→ EXERCISE
Return all lines from the listing below in which "oriented" appears.

→ EXTRACTED RECORDS
______________________________

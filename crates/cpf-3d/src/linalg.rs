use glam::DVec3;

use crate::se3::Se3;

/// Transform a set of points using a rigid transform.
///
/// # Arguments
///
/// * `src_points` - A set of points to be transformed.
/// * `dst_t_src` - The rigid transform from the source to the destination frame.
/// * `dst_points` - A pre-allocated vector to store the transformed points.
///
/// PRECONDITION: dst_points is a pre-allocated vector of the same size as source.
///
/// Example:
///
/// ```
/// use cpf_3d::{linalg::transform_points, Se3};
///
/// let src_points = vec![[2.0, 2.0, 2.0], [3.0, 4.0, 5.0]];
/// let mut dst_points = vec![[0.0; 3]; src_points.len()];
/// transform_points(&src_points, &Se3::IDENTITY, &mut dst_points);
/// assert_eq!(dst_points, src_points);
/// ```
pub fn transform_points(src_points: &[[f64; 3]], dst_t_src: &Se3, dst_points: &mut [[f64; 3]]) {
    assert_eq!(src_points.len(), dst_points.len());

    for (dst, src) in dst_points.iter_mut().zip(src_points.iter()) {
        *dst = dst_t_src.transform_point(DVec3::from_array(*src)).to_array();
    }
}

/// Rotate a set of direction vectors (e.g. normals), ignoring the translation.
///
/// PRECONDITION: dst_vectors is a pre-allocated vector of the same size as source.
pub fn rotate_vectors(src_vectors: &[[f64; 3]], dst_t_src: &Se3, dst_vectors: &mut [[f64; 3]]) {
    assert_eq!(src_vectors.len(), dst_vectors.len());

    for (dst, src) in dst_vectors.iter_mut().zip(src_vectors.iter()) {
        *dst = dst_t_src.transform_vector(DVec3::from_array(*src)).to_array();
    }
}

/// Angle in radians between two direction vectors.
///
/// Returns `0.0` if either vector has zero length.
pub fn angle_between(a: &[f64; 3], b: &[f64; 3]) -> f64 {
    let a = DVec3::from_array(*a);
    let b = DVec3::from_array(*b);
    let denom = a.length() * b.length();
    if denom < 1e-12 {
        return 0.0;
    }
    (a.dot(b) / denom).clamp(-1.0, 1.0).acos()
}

______________________________

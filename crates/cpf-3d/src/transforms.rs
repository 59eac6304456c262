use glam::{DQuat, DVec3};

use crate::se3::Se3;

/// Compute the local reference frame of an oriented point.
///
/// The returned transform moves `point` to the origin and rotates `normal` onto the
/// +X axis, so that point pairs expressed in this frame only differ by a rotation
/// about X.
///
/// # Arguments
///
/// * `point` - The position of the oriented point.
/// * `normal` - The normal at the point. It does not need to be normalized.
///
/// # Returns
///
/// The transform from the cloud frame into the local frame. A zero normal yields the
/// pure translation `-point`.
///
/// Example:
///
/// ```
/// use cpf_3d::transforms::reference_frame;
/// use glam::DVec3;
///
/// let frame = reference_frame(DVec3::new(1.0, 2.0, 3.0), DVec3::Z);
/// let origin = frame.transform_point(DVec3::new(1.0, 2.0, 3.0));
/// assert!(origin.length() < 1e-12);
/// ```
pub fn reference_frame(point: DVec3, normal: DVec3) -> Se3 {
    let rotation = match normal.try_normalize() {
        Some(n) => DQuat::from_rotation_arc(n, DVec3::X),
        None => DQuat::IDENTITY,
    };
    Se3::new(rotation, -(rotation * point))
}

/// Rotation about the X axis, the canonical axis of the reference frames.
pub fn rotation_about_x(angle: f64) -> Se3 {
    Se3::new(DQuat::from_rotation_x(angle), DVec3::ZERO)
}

______________________________

→ OUTPUT OF THE EXERCISE
/// Compute the local reference frame of an oriented point.
/// * `point` - The position of the oriented point.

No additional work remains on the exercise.